How to End a Love Story(5)



Helen nods. “All the feelings. Like the first day of school.”

She’s pretty sure this is an honest response, though she isn’t sure feelings is the best categorization for the tangled threads of thoughts in her head. She needs this to go well. She needs to prove this was a good decision, abandoning her life in New York for a Hollywood sabbatical. She needs to fix this uninvited mental block that has her starting and scrapping book proposals for new high-concept YA series with a frequency so alarming, she brought it up to her therapist. What if I don’t have any other stories? she had asked, all the while wondering (stupidly, embarrassingly), Who am I, if not a successful writer?

Suraya smiles. “My youngest just started kindergarten last year. She was so excited, and then she spent the entire first day crying for us to pick her up because she didn’t like the other kids.”

“That won’t happen to me,” Helen promises.

“Of course it won’t. That wasn’t a metaphor; we’re just talking about my kids now,” Suraya laughs.

“Oh.” Helen is slightly embarrassed.

“Occupational hazard,” Suraya says. “We overshare and mine our personal lives for work, and inevitably some useless information ends up on the table and you’ll walk around LA for the next decade knowing some random detail about someone else’s kids.”

“Haha,” Helen says, like an idiot.

“You’ll get used to it.” Suraya lightly taps Helen’s shoulder. “Oh, if you look up there, it’s George Clooney’s house.”



Grant changes his shirt three times before the dinner and feels stupid every time he does it.

He finally lands on a plain black T-shirt under a varsity crew jacket he bought at the Melrose flea market a few years ago with an ex-girlfriend. He never rowed crew in high school or college, but Karina had assured him that didn’t actually matter. “It’ll look cool when you wear it on set.” And it did. She never steered him wrong in wardrobe, at least.

He’s spent the last week and a half debating if he should reach out to Helen before the writers room starts, then puts it off until it’s too late and he’s in an Uber en route to a seafood restaurant on the west side wondering if the varsity jacket was a mistake.

Maybe this whole thing was a mistake, but it’s too late to back down now.

When he gets to the reserved table and Helen isn’t there, he feels a gnawing sense of dread instead of relief. Something’s going to happen—he can feel the cosmic scales tipping against him—and he’d rather get it over with.

“Good, you’re finally here,” Suraya says, a mini–crab cake in hand. “Everyone, this is Grant, my number two.”
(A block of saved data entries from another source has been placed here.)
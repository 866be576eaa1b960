//! Maximal Overlap Discrete Wavelet Transform (MODWT).
//!
//! Pyramid algorithm with periodic boundary handling, following
//! Percival & Walden (2000), ch. 5. Every coefficient vector has the length
//! of the input series.

use std::f64::consts::SQRT_2;

use tracing::debug;

use crate::error::WaveletError;
use crate::filter::WaveletFilter;
use crate::series::TimeSeries;

/// Computes the maximum feasible MODWT decomposition level for a
/// given series length and filter.
///
/// The maximum level `J` satisfies `L_J = (2^J - 1)(L - 1) + 1 <= N`,
/// where `L` is the filter length and `N` is the series length.
pub fn max_modwt_level(n: usize, filter: &WaveletFilter) -> usize {
    let l = filter.length() as f64;
    let n = n as f64;
    if l <= 1.0 || n <= 1.0 {
        return 0;
    }
    let ratio = (n - 1.0) / (l - 1.0) + 1.0;
    if ratio <= 1.0 {
        return 0;
    }
    ratio.log2().floor() as usize
}

/// Configuration for a MODWT decomposition.
#[derive(Clone, Copy, Debug, PartialEq, Eq)]
pub struct ModwtConfig {
    filter: WaveletFilter,
    n_levels: usize,
}

impl ModwtConfig {
    /// Creates a new MODWT configuration.
    pub fn new(filter: WaveletFilter, n_levels: usize) -> Self {
        Self { filter, n_levels }
    }

    /// Returns the wavelet filter.
    pub fn filter(&self) -> WaveletFilter {
        self.filter
    }

    /// Returns the number of decomposition levels.
    pub fn n_levels(&self) -> usize {
        self.n_levels
    }

    /// Checks the level count against the series length.
    ///
    /// # Errors
    ///
    /// [`WaveletError::InvalidLevels`] for zero levels,
    /// [`WaveletError::LevelTooHigh`] above [`max_modwt_level`].
    pub fn validate(&self, series_len: usize) -> Result<(), WaveletError> {
        if self.n_levels < 1 {
            return Err(WaveletError::InvalidLevels {
                levels: self.n_levels,
            });
        }
        let max = max_modwt_level(series_len, &self.filter);
        if self.n_levels > max {
            return Err(WaveletError::LevelTooHigh {
                requested: self.n_levels,
                max,
                len: series_len,
            });
        }
        Ok(())
    }
}

/// MODWT decomposition coefficients.
///
/// Wavelet coefficients `W_1..W_J` and the level-`J` scaling coefficients `V_J`.
#[derive(Clone, Debug)]
pub struct ModwtCoeffs {
    details: Vec<Vec<f64>>,
    smooth: Vec<f64>,
    filter: WaveletFilter,
}

impl ModwtCoeffs {
    pub(crate) fn new(details: Vec<Vec<f64>>, smooth: Vec<f64>, filter: WaveletFilter) -> Self {
        Self {
            details,
            smooth,
            filter,
        }
    }

    /// Returns the number of decomposition levels.
    pub fn n_levels(&self) -> usize {
        self.details.len()
    }

    /// Returns the wavelet coefficients at the given level (0-indexed).
    pub fn detail(&self, level: usize) -> Option<&[f64]> {
        self.details.get(level).map(|v| v.as_slice())
    }

    /// Returns the scaling coefficients of the deepest level.
    pub fn smooth(&self) -> &[f64] {
        &self.smooth
    }

    /// Returns the length of the original series.
    pub fn series_len(&self) -> usize {
        self.smooth.len()
    }

    /// Returns the wavelet filter used.
    pub fn filter(&self) -> WaveletFilter {
        self.filter
    }

    /// Copy of these coefficients with every level except `keep` zeroed.
    ///
    /// `keep = None` retains only the scaling coefficients.
    pub(crate) fn isolate(&self, keep: Option<usize>) -> Self {
        let n = self.series_len();
        let details = (0..self.n_levels())
            .map(|level| {
                if keep == Some(level) {
                    self.details[level].clone()
                } else {
                    vec![0.0; n]
                }
            })
            .collect();
        let smooth = if keep.is_none() {
            self.smooth.clone()
        } else {
            vec![0.0; n]
        };
        Self::new(details, smooth, self.filter)
    }
}

/// MODWT filters rescaled by `1/sqrt(2)`.
fn modwt_filters(filter: &WaveletFilter) -> (Vec<f64>, Vec<f64>) {
    let g: Vec<f64> = filter.scaling_coeffs().iter().map(|c| c / SQRT_2).collect();
    let h: Vec<f64> = filter.wavelet_coeffs().iter().map(|c| c / SQRT_2).collect();
    (h, g)
}

/// One forward pyramid step: `V_{j-1}` to `(W_j, V_j)` with lag `stride = 2^(j-1)`.
fn forward_step(v_prev: &[f64], h: &[f64], g: &[f64], stride: usize) -> (Vec<f64>, Vec<f64>) {
    let n = v_prev.len();
    let mut w = vec![0.0; n];
    let mut v = vec![0.0; n];
    for t in 0..n {
        let (mut wt, mut vt) = (0.0, 0.0);
        for (l, (&hl, &gl)) in h.iter().zip(g).enumerate() {
            let k = (t + n - (stride * l) % n) % n;
            wt += hl * v_prev[k];
            vt += gl * v_prev[k];
        }
        w[t] = wt;
        v[t] = vt;
    }
    (w, v)
}

/// One inverse pyramid step: `(W_j, V_j)` back to `V_{j-1}`.
fn inverse_step(w: &[f64], v: &[f64], h: &[f64], g: &[f64], stride: usize) -> Vec<f64> {
    let n = v.len();
    let mut out = vec![0.0; n];
    for (t, slot) in out.iter_mut().enumerate() {
        let mut acc = 0.0;
        for (l, (&hl, &gl)) in h.iter().zip(g).enumerate() {
            let k = (t + stride * l) % n;
            acc += hl * w[k] + gl * v[k];
        }
        *slot = acc;
    }
    out
}

/// Computes the MODWT decomposition of a time series.
///
/// # Errors
///
/// | Variant | Trigger |
/// |---------|---------|
/// | [`WaveletError::InvalidLevels`] | `config.n_levels() == 0` |
/// | [`WaveletError::LevelTooHigh`] | `config.n_levels()` exceeds `max_modwt_level()` |
pub fn modwt(series: &TimeSeries, config: &ModwtConfig) -> Result<ModwtCoeffs, WaveletError> {
    config.validate(series.len())?;
    let (h, g) = modwt_filters(&config.filter());

    let mut v = series.as_slice().to_vec();
    let mut details = Vec::with_capacity(config.n_levels());
    for j in 1..=config.n_levels() {
        let (w_j, v_j) = forward_step(&v, &h, &g, 1 << (j - 1));
        details.push(w_j);
        v = v_j;
    }
    debug!(
        levels = config.n_levels(),
        len = series.len(),
        filter = config.filter().name(),
        "MODWT computed"
    );
    Ok(ModwtCoeffs::new(details, v, config.filter()))
}

/// Reconstructs a time series from MODWT coefficients (inverse MODWT).
///
/// # Errors
///
/// Returns [`WaveletError::ModwtFailed`] if the coefficient vectors are empty
/// or differ in length.
pub fn imodwt(coeffs: &ModwtCoeffs) -> Result<Vec<f64>, WaveletError> {
    let n = coeffs.series_len();
    if n == 0 {
        return Err(WaveletError::ModwtFailed("empty scaling coefficients".into()));
    }
    if let Some(level) = coeffs.details.iter().position(|d| d.len() != n) {
        return Err(WaveletError::ModwtFailed(format!(
            "detail level {} has length {}, expected {n}",
            level + 1,
            coeffs.details[level].len()
        )));
    }
    let (h, g) = modwt_filters(&coeffs.filter());

    let mut v = coeffs.smooth.clone();
    for j in (1..=coeffs.n_levels()).rev() {
        v = inverse_step(&coeffs.details[j - 1], &v, &h, &g, 1 << (j - 1));
    }
    Ok(v)
}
It’s a roll call of the usual suspects, Soapy Teen Drama Writers Room? edition—the husband-and-wife writing team, the smart-funny-mean twentysomethings, and the mini-Suraya (her name is Saskia) who clearly reminds the showrunner of herself twenty years ago.

Suraya glances up and beams. “And here’s our guest of honor, Helen Zhang.”
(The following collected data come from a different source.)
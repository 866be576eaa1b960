//! Merging of short chunks.

use tracing::debug;

use crate::config::validate_min_length;
use crate::error::SegmentError;
use crate::labeling::SegmentLabeling;

/// Labels consecutive chunks, merging runs of short ones.
///
/// Every chunk of at least `min_length` positions gets an id of its own. A
/// run of shorter chunks between two long ones shares a single id distinct
/// from both. Short chunks before the first long chunk share id 0.
///
/// Ids are non-decreasing but not consecutive: each long chunk reserves the
/// id after its own for a following short run, which stays unused when
/// another long chunk comes next.
///
/// # Errors
///
/// [`SegmentError::InvalidParameter`] if `min_length == 0`.
pub fn stitch_short_chunks(
    chunk_lengths: &[usize],
    min_length: usize,
) -> Result<SegmentLabeling, SegmentError> {
    validate_min_length(min_length)?;

    let total = chunk_lengths.iter().sum();
    let mut ids = Vec::with_capacity(total);
    let mut id = 0u32;
    let mut long_chunks = 0usize;
    for &len in chunk_lengths {
        if len >= min_length {
            id += 1;
            ids.extend(std::iter::repeat_n(id, len));
            id += 1;
            long_chunks += 1;
        } else {
            ids.extend(std::iter::repeat_n(id, len));
        }
    }

    debug!(
        chunks = chunk_lengths.len(),
        long_chunks, min_length, "short chunks stitched"
    );
    Ok(SegmentLabeling::from_sorted_ids(ids))
}

/// Stitches the runs of an existing labeling.
///
/// # Errors
///
/// Same as [`stitch_short_chunks`].
pub fn stitch_labeling(
    labeling: &SegmentLabeling,
    min_length: usize,
) -> Result<SegmentLabeling, SegmentError> {
    stitch_short_chunks(&labeling.run_lengths(), min_length)
}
The table cheers rowdily and Grant looks up.

It’s her.

Helen Zhang, in the present tense. She looks—good. Her hair is swept back in a messy knot, the dark blue knit dress she’s wearing flashes a hint of light blue pleating with every step that brings her closer. She looks intimidating, put-together, and grown up and he suddenly feels inadequately prepared in every way for this moment.

Helen smiles tentatively as she looks around the table and her eyes drift past him conveniently—he can’t tell if this is on purpose or if she simply hasn’t registered him.

“Helen, we’ve got Tom, Eve, Owen, Saskia, Nicole, and Grant.”

Helen’s gaze snaps to Grant immediately and he feels like an insect pinned to paper.

“We’ve met,” she says neatly. There’s a sharpness to her voice that suddenly calls to mind an image of dispassionate scissors, cleanly snipping away any thread of destiny that has the gall to show up right now. “Grant and I went to high school together.”



She had noticed him immediately, standing next to Suraya like a cosmic joke. He still towers over everyone else in the room, though Grant Shepard’s build has leaned out since his high school football days. Is he wearing a letterman jacket? For a wild moment, Helen wonders if this is some kind of messed-up prank.

The showrunner’s brows lift and she throws Grant (Grant!) a bemused look. “You never mentioned that in your interview.”

Grant shucks the jacket off and sips his water in an obvious bid for time. He watches her over the rim of his glass. She’s perversely fascinated by what he could possibly say next and stares at the muscles of his throat (when’s the last time she thought about Grant Shepard’s throat?) working in anticipation. Finally, he swallows and sets the glass down lightly.

“Didn’t feel like a fair thing to do. The school in the books is nothing like the school we went to,” Grant says casually, his gaze flitting away from hers like it was never anything important. “Besides, I wanted to get the job because of how much you believed in me as a writer, Suraya.”

“Kiss-ass.” Suraya rolls her eyes. “He’s the number two,” she adds to Helen. “If I’m not in the room, Grant’s in charge of running things in the writers room.”